On behalf of the Home Recording Rights Coalition and the Consumer Electronics Association, I greatly appreciate the Committee's invitation to appear today. At CEA, we have more than 2,000 corporate members who contribute more than $120 billion to our economy and serve almost every household in the country. Any proposal that would impose a design mandate on new consumer technologies and devices needs to be considered carefully and at length, because the consequences may be far-reaching, unanticipated, and damaging.
The Home Recording Rights Coalition was founded almost 25 years ago, in response to a court decision that said copyright proprietors could stop the distribution of one such new and useful product - the VCR. Even the motion picture industry has admitted that it is glad that the Supreme Court allowed the VCR to be sold to consumers. But after saying they will never do so again, the entertainment industry keeps coming back to the Congress with proposals to subject new, legitimate consumer products to prior restraints on their usefulness in the hands of consumers.
We live in an analog world but do virtually all our processing in the digital domain. Semiconductor components and software products that alone, or in combination, convert analog video inputs to digital signals are, and will be, everywhere. We have considered the subject of "analog hole" legislation for a decade, but over time it gets more, rather than less, complex and daunting. There are lacunas left in any draft legislation we have seen on the subject that reflect its complexity, the uncertainties caused by technological change, the lack of consensus, or all of these problems. Their continued presence is reason enough for extreme caution. But we have additional concerns.

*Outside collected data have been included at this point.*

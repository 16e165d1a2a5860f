use std::io::Write;

use unfold_core::schema::{csdl, ContainerMember, SchemaError, TypeKind, ValueType};
use unfold_core::TypeGraph;

const SAMPLE: &str = r#"<?xml version="1.0" encoding="utf-8"?>
<edmx:Edmx Version="4.0" xmlns:edmx="http://docs.oasis-open.org/odata/ns/edmx">
  <edmx:DataServices>
    <Schema Namespace="sample" Alias="self" xmlns="http://docs.oasis-open.org/odata/ns/edm">
      <EntityType Name="Order">
        <Key>
          <PropertyRef Name="Id"/>
        </Key>
        <Property Name="Id" Type="Edm.String" Nullable="false"/>
        <Property Name="Total" Type="Edm.Decimal"/>
        <Property Name="ShipTo" Type="self.Address"/>
        <NavigationProperty Name="Lines" Type="Collection(self.OrderLine)"/>
      </EntityType>
      <EntityType Name="OrderLine">
        <Key>
          <PropertyRef Name="Number"/>
        </Key>
        <Property Name="Number" Type="Edm.Int32"/>
      </EntityType>
      <EntityType Name="RushOrder" BaseType="self.Order">
        <Property Name="Deadline" Type="Edm.DateTimeOffset"/>
      </EntityType>
      <ComplexType Name="Address">
        <Property Name="City" Type="Edm.String"/>
      </ComplexType>
      <EntityContainer Name="Service">
        <EntitySet Name="Orders" EntityType="self.Order"/>
        <Singleton Name="Current" Type="self.Order"/>
      </EntityContainer>
    </Schema>
  </edmx:DataServices>
</edmx:Edmx>
"#;

#[test]
fn parses_types_in_declaration_order() {
    let model = csdl::parse(SAMPLE).unwrap();
    let names: Vec<&str> = model
        .types
        .iter()
        .map(|t| t.qualified_name.as_str())
        .collect();
    assert_eq!(
        names,
        [
            "sample.Order",
            "sample.OrderLine",
            "sample.RushOrder",
            "sample.Address"
        ]
    );
}

#[test]
fn parses_keys_with_resolved_value_types() {
    let model = csdl::parse(SAMPLE).unwrap();
    let order = model.find_type("sample.Order").unwrap();
    match &order.kind {
        TypeKind::Entity { keys } => {
            assert_eq!(keys.len(), 1);
            assert_eq!(keys[0].name, "Id");
            assert_eq!(keys[0].value_type.as_deref(), Some("Edm.String"));
        }
        TypeKind::Complex => panic!("Order should be an entity type"),
    }

    let line = model.find_type("sample.OrderLine").unwrap();
    assert_eq!(line.keys()[0].value_type.as_deref(), Some("Edm.Int32"));
}

#[test]
fn classifies_property_value_types() {
    let model = csdl::parse(SAMPLE).unwrap();
    let order = model.find_type("sample.Order").unwrap();

    assert_eq!(
        order.properties[1].value_type,
        ValueType::Primitive("Edm.Decimal".to_string())
    );
    // Alias-qualified reference normalized to the namespace.
    assert_eq!(
        order.properties[2].value_type,
        ValueType::Structured("sample.Address".to_string())
    );
    assert_eq!(
        order.properties[3].value_type,
        ValueType::Collection(Box::new(ValueType::Structured(
            "sample.OrderLine".to_string()
        )))
    );
}

#[test]
fn resolves_base_type_aliases_and_derived_types() {
    let model = csdl::parse(SAMPLE).unwrap();
    let rush = model.find_type("sample.RushOrder").unwrap();
    assert_eq!(rush.base_type.as_deref(), Some("sample.Order"));

    let derived: Vec<&str> = model
        .derived_types("sample.Order")
        .iter()
        .map(|t| t.qualified_name.as_str())
        .collect();
    assert_eq!(derived, ["sample.RushOrder"]);

    // RushOrder declares no key of its own and inherits Order's.
    let keys = model.entity_keys("sample.RushOrder");
    assert_eq!(keys.len(), 1);
    assert_eq!(keys[0].name, "Id");
}

#[test]
fn parses_container_members_in_order() {
    let model = csdl::parse(SAMPLE).unwrap();
    assert_eq!(model.container.name, "Service");
    assert_eq!(
        model.container.members,
        [
            ContainerMember::EntitySet {
                name: "Orders".to_string(),
                element_type: "sample.Order".to_string(),
            },
            ContainerMember::Singleton {
                name: "Current".to_string(),
                target_type: "sample.Order".to_string(),
            },
        ]
    );
}

#[test]
fn parsed_model_builds_a_closed_graph() {
    let model = csdl::parse(SAMPLE).unwrap();
    let build = TypeGraph::from_model(&model);

    assert!(build.graph.validate().is_empty());
    // OrderLine's Edm.Int32 key triggers the non-string warning.
    assert!(build.warnings.iter().any(|w| w.contains("non-string key")));

    let order = build.graph.edges("sample.Order").unwrap();
    let names: Vec<&str> = order.iter().map(|e| e.name.as_str()).collect();
    assert_eq!(names, ["ShipTo", "Lines", "sample.RushOrder"]);
}

#[test]
fn value_type_parse_unwraps_collections() {
    assert_eq!(
        ValueType::parse("Collection(Edm.String)"),
        ValueType::Collection(Box::new(ValueType::Primitive("Edm.String".to_string())))
    );
    assert_eq!(
        ValueType::parse("ns.Thing"),
        ValueType::Structured("ns.Thing".to_string())
    );
}

#[test]
fn document_without_schema_is_malformed() {
    let err = csdl::parse("<root><child/></root>").unwrap_err();
    assert!(matches!(err, SchemaError::Malformed(_)));
}

#[test]
fn missing_required_attribute_is_malformed() {
    let xml = r#"<Schema Namespace="sample"><EntityType/></Schema>"#;
    let err = csdl::parse(xml).unwrap_err();
    match err {
        SchemaError::Malformed(msg) => assert!(msg.contains("Name")),
        other => panic!("expected Malformed, got {other:?}"),
    }
}

#[test]
fn invalid_xml_is_an_xml_error() {
    let err = csdl::parse("<Schema Namespace=\"s\"><unclosed></Schema>").unwrap_err();
    assert!(matches!(err, SchemaError::Xml(_)));
}

#[test]
fn parse_file_reads_from_disk() {
    let mut file = tempfile::NamedTempFile::new().unwrap();
    file.write_all(SAMPLE.as_bytes()).unwrap();

    let model = csdl::parse_file(file.path()).unwrap();
    assert_eq!(model.types.len(), 4);
}

#[test]
fn parse_file_reports_the_missing_path() {
    let err = csdl::parse_file("does/not/exist.xml").unwrap_err();
    match err {
        SchemaError::Io { path, .. } => assert!(path.ends_with("exist.xml")),
        other => panic!("expected Io, got {other:?}"),
    }
}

We worked closely with the music industry and this Committee to help draft and enact the Audio Home Recording Act of 1992 - only to find out, years later, that the music industry no longer agrees with us that a consumer's right to make a first generation copy includes the right to play it back. Nor do they any longer agree that the words "No action may be brought under this title alleging infringement of copyright ..." have the meaning we all thought they did in 1992. (They do seem still to appreciate the word "royalties.")

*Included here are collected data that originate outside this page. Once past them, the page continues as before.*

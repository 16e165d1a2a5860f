//! Deterministic text rendering of graphs and route streams.
//!
//! Pure functions of the graph / route stream to a line-oriented UTF-8
//! writer; where the output goes is the caller's business.

use std::io::{self, Write};

use thiserror::Error;

use super::{GraphError, TypeGraph};

/// Errors that can occur while writing rendered output.
#[derive(Debug, Error)]
pub enum RenderError {
    #[error(transparent)]
    Io(#[from] io::Error),

    #[error(transparent)]
    Graph(#[from] GraphError),
}

impl TypeGraph {
    /// Write the graph as text: one `[node]` header per node in identifier
    /// order, then one indented line per edge in declaration order.
    ///
    /// Collection edges show the key-selector between name and target:
    ///
    /// ```text
    /// [$serviceRoot]
    ///     Orders -> {Id} -> [sample.Order]
    ///     Current -> [sample.Order]
    /// ```
    pub fn write_text<W: Write>(&self, writer: &mut W) -> io::Result<()> {
        for (id, edges) in self.nodes() {
            writeln!(writer, "[{id}]")?;
            for edge in edges {
                if edge.is_collection {
                    writeln!(
                        writer,
                        "\t{} -> {} -> [{}]",
                        edge.name,
                        edge.key_selector(),
                        edge.target
                    )?;
                } else {
                    writeln!(writer, "\t{} -> [{}]", edge.name, edge.target)?;
                }
            }
        }
        Ok(())
    }

    /// The text rendering as a string. Convenience over [`TypeGraph::write_text`].
    pub fn to_text(&self) -> String {
        let mut out = Vec::new();
        self.write_text(&mut out)
            .expect("writing to a Vec cannot fail");
        String::from_utf8(out).expect("rendered text is UTF-8")
    }
}

/// Enumerate every route of `graph` and write one per line.
///
/// Returns the number of routes written. Routes are streamed: nothing is
/// buffered beyond the line being written.
pub fn write_routes<W: Write>(
    graph: &TypeGraph,
    max_collection_hops: u32,
    writer: &mut W,
) -> Result<u64, RenderError> {
    let mut count = 0;
    for route in graph.unfold(max_collection_hops) {
        writeln!(writer, "{}", route?)?;
        count += 1;
    }
    Ok(count)
}
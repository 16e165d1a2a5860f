pub mod config;
pub mod graph;
pub mod schema;

pub use config::Config;
pub use graph::{BuildResult, Edge, GraphError, Route, TypeGraph, Unfolder, Violation};
pub use schema::{SchemaError, SchemaModel};
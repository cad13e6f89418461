//! jobscope - resource usage and efficiency report for one cluster job.

use chrono::Utc;
use clap::Parser;
use jobscope_cli::Args;
use jobscope_gpu::{DeviceSeries, MetricsFeed, allocated_devices};
use jobscope_report::{Job, ReportConfig, build_job, compute_metrics, render_report, select_hints};
use jobscope_slurm::{JobState, NodeInfo, query_acct, query_live, query_node, query_queue};
use miette::{IntoDiagnostic, Result};
use tracing_subscriber::EnvFilter;

#[tokio::main]
async fn main() -> Result<()> {
    tracing_subscriber::fmt()
        .with_env_filter(EnvFilter::from_default_env())
        .with_writer(std::io::stderr)
        .init();

    let args = Args::parse();
    let config = ReportConfig {
        long_output: args.long,
        thresholds: args.thresholds(),
    };

    // Accounting is the backbone of the report: if it cannot be reached
    // there is nothing to assemble.
    let acct = query_acct(&args.job_id).await.into_diagnostic()?;

    let state = acct
        .iter()
        .find(|r| r.step.is_none())
        .and_then(|r| r.get("State"))
        .map(JobState::parse);
    let in_queue = state
        .as_ref()
        .is_some_and(|s| s.is_running() || s.is_pending());

    // Only a running job has live counters, only a queued one has a
    // queue entry; skip the sources that cannot contribute.
    let live = if state.as_ref().is_some_and(JobState::is_running) {
        query_live(&args.job_id).await.into_diagnostic()?
    } else {
        Vec::new()
    };
    let queue = if in_queue {
        query_queue(&args.job_id).await.into_diagnostic()?
    } else {
        None
    };

    let job = build_job(&args.job_id, acct, live, queue).into_diagnostic()?;

    let gpu_series = fetch_gpu_series(&job, args.gpu_feed.as_deref()).await;
    let metrics = compute_metrics(&job, gpu_series.as_deref());

    // Node descriptions are looked up only when the memory rule could
    // fire; a node without a description simply contributes nothing.
    let mut nodes: Vec<NodeInfo> = Vec::new();
    if metrics
        .mem_efficiency
        .is_some_and(|eff| eff < config.thresholds.mem_overrequest)
    {
        for name in &job.nodes {
            if let Some(info) = query_node(name).await.into_diagnostic()? {
                nodes.push(info);
            }
        }
    }

    let hints = select_hints(&job, &metrics, &nodes, &config.thresholds);
    print!("{}", render_report(&job, &metrics, &hints, &config));
    Ok(())
}

/// Fetch accelerator utilization for the job's window, when a feed is
/// configured and the job holds accelerators. A feed failure degrades to
/// "utilization unavailable" rather than losing the report.
async fn fetch_gpu_series(job: &Job, feed_url: Option<&str>) -> Option<Vec<DeviceSeries>> {
    let url = feed_url?;
    let gpus = job.gpus.filter(|count| *count > 0)?;
    let start = job.start?;
    let end = job.end.unwrap_or_else(Utc::now);

    let devices = allocated_devices(&job.nodes, gpus);
    match MetricsFeed::new(url)
        .fetch_utilization(&devices, start, end)
        .await
    {
        Ok(series) => Some(series),
        Err(error) => {
            tracing::warn!(%error, "accelerator metrics feed unavailable");
            None
        }
    }
}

We worked with this Committee and the motion picture industry on the Digital Millennium Copyright Act of 1998 (the "DMCA") and have also been surprised at some of the later interpretations of this law that have been urged on the courts. We are very cautious, therefore, in discussing, today, potentially the most sweeping technological mandate ever put into the copyright law.

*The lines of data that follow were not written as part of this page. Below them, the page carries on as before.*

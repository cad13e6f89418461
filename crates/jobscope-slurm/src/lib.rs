//! Scheduler integration for jobscope.
//!
//! Four read-only sources feed the report: accounting history (sacct),
//! live per-step statistics (sstat), the queue snapshot (squeue) and node
//! descriptions (scontrol).

pub mod sacct;
pub mod scontrol;
pub mod squeue;
pub mod sstat;
pub mod types;

pub use sacct::{ACCT_FIELDS, AcctRecord, parse_acct_output, query_acct};
pub use scontrol::{parse_node_line, query_node};
pub use squeue::{QueueSnapshot, parse_queue_output, query_queue};
pub use sstat::{LIVE_FIELDS, LiveRecord, parse_live_output, query_live};
pub use types::{JobState, NodeInfo, StepId, split_row_id};
//! Invocation of the scheduler's inspection commands.

use thiserror::Error;
use tokio::process::Command;

/// Failure to obtain any output from a scheduler command.
///
/// This is the one fatal condition in the report pipeline: without the
/// command's output there is no job data to assemble. Missing rows inside
/// successful output are unavailable data and handled downstream.
#[derive(Error, Debug)]
pub enum SourceError {
    #[error("failed to invoke {command}: {error}")]
    Unreachable { command: String, error: String },
    #[error("{command} exited with an error: {stderr}")]
    Failed { command: String, stderr: String },
}

/// Run a command and capture stdout as raw bytes.
///
/// Accounting rows are split on a multi-byte sentinel before any decoding,
/// so their reader wants the undecoded stream.
pub async fn capture_stdout_raw(cmd: &mut Command, name: &str) -> Result<Vec<u8>, SourceError> {
    let output = cmd.output().await.map_err(|e| SourceError::Unreachable {
        command: name.to_string(),
        error: e.to_string(),
    })?;

    if !output.status.success() {
        let stderr = String::from_utf8_lossy(&output.stderr);
        return Err(SourceError::Failed {
            command: name.to_string(),
            stderr: stderr.trim().to_string(),
        });
    }

    Ok(output.stdout)
}

/// Run a command, treating a non-zero exit as empty output.
///
/// sstat exits non-zero for jobs without running steps and for jobs owned
/// by another user; both cases are unavailable data, not failures.
pub async fn capture_stdout_lenient(cmd: &mut Command, name: &str) -> Result<String, SourceError> {
    let output = cmd.output().await.map_err(|e| SourceError::Unreachable {
        command: name.to_string(),
        error: e.to_string(),
    })?;

    Ok(String::from_utf8_lossy(&output.stdout).into_owned())
}
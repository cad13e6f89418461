//! Shared parsing utilities for scheduler command output.
//!
//! This crate provides the low-level text handling used by the
//! jobscope-slurm source readers: delimited-record splitting, memory and
//! duration normalization, node-range expansion and TRES lists.

pub mod command;
pub mod memory;
pub mod nodelist;
pub mod time;
pub mod tres;

pub use command::{SourceError, capture_stdout_lenient, capture_stdout_raw};
pub use memory::{MemBasis, MemRequest, format_mem, parse_mem_bytes, parse_mem_request};
pub use nodelist::expand_nodelist;
pub use time::{format_duration_hms, parse_duration, parse_timestamp};
pub use tres::{parse_tres, tres_bytes, tres_count};

/// Field sentinel for accounting rows (U+2603, three bytes in UTF-8).
///
/// Job names and comments are free text and may contain `|` and other
/// ordinary delimiter characters, so accounting output is requested with a
/// delimiter that cannot occur accidentally.
pub const FIELD_SENTINEL_STR: &str = "\u{2603}";

/// The sentinel as its exact UTF-8 byte sequence, for splitting undecoded rows.
pub const FIELD_SENTINEL: &[u8] = FIELD_SENTINEL_STR.as_bytes();

/// Split one raw accounting row on the exact sentinel byte sequence and
/// decode each field on its own.
///
/// Decoding per field keeps a single undecodable byte from corrupting the
/// rest of the row.
pub fn split_sentinel(row: &[u8]) -> Vec<String> {
    let mut fields = Vec::new();
    let mut rest = row;
    while let Some(pos) = find_subsequence(rest, FIELD_SENTINEL) {
        fields.push(String::from_utf8_lossy(&rest[..pos]).into_owned());
        rest = &rest[pos + FIELD_SENTINEL.len()..];
    }
    fields.push(String::from_utf8_lossy(rest).into_owned());
    fields
}

fn find_subsequence(haystack: &[u8], needle: &[u8]) -> Option<usize> {
    haystack.windows(needle.len()).position(|w| w == needle)
}

/// Filter helper for optional string fields.
/// Returns None if the string is empty or a placeholder value.
pub fn non_empty_string(s: &str) -> Option<String> {
    let trimmed = s.trim();
    if trimmed.is_empty() || trimmed == "-" || trimmed == "N/A" || trimmed == "Unknown" {
        None
    } else {
        Some(trimmed.to_string())
    }
}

Hard experience counsels that you establish some touchstones before even considering any such legislation. First, given the government's poor record in anticipating technological developments, the proponents must prove unequivocally that the drastic step of a technology mandate is necessary.

The motion picture industry has not met this burden. At this time, there is little evidence that the "analog hole" is contributing to the mass redistribution of content over the Internet, and even less that it is contributing to such redistribution of HDTV content.
Indeed, evidence points away from the analog hole as a source of pirated material. MPAA's own website claims that 90% of pirated copies come from handheld camcorders in movie theaters. And an ATT Labs study shows that 77 percent of movies on P2P services were leaked by movie industry insiders.

Given our concerns over the potential chilling effect of such legislation on technology, devices, and consumers, we cannot at this time endorse a legislative approach of the nature of any put forward to date. In addition, we would have these concerns about any mandate proposal:
? Any technical terms, and their consequences, must be absolutely clear and well understood.
? The mandated technologies, their effects in the marketplace and on consumers, and the entire terms under which they would be available to makers of the covered products must be similarly well understood.
? Mandating the use of the technology should not harm technological progress or unduly burden legitimate products.
? It is no longer enough that, as we have previously insisted, a mandate must be accompanied by "encoding rules" that protect a consumer's right to make private, noncommercial recordings at home. Any mandate legislation also needs to protect, specifically, the consumer's right to search for, index, store, and play back any home recorded content, in the desired order -- just as consumers do with their personal video and audio recorders today.

Any "Analog Hole" Bill Is About Copy Protection of In-Home Recordings

The aim of any "analog hole" mandate would be to impose on in-home products with analog interfaces the same "DRM" in-home copy protection rules that apply to digital in-home interfaces, in addition to preventing Internet redistribution. Since effective protection of an analog signal cannot be done by license, the only way to do this is by requiring that any device receiving the analog signal must be subject to a legal mandate governing (1) its potential conversion to digital, and (2) that the applied "coding" not be stripped off or changed, even in the absence of such "A / D" conversion. This can only be accomplished by a mandate potentially covering every component and every piece of software capable of digitizing or changing analog video signals, and on every digital device capable of storing such signals.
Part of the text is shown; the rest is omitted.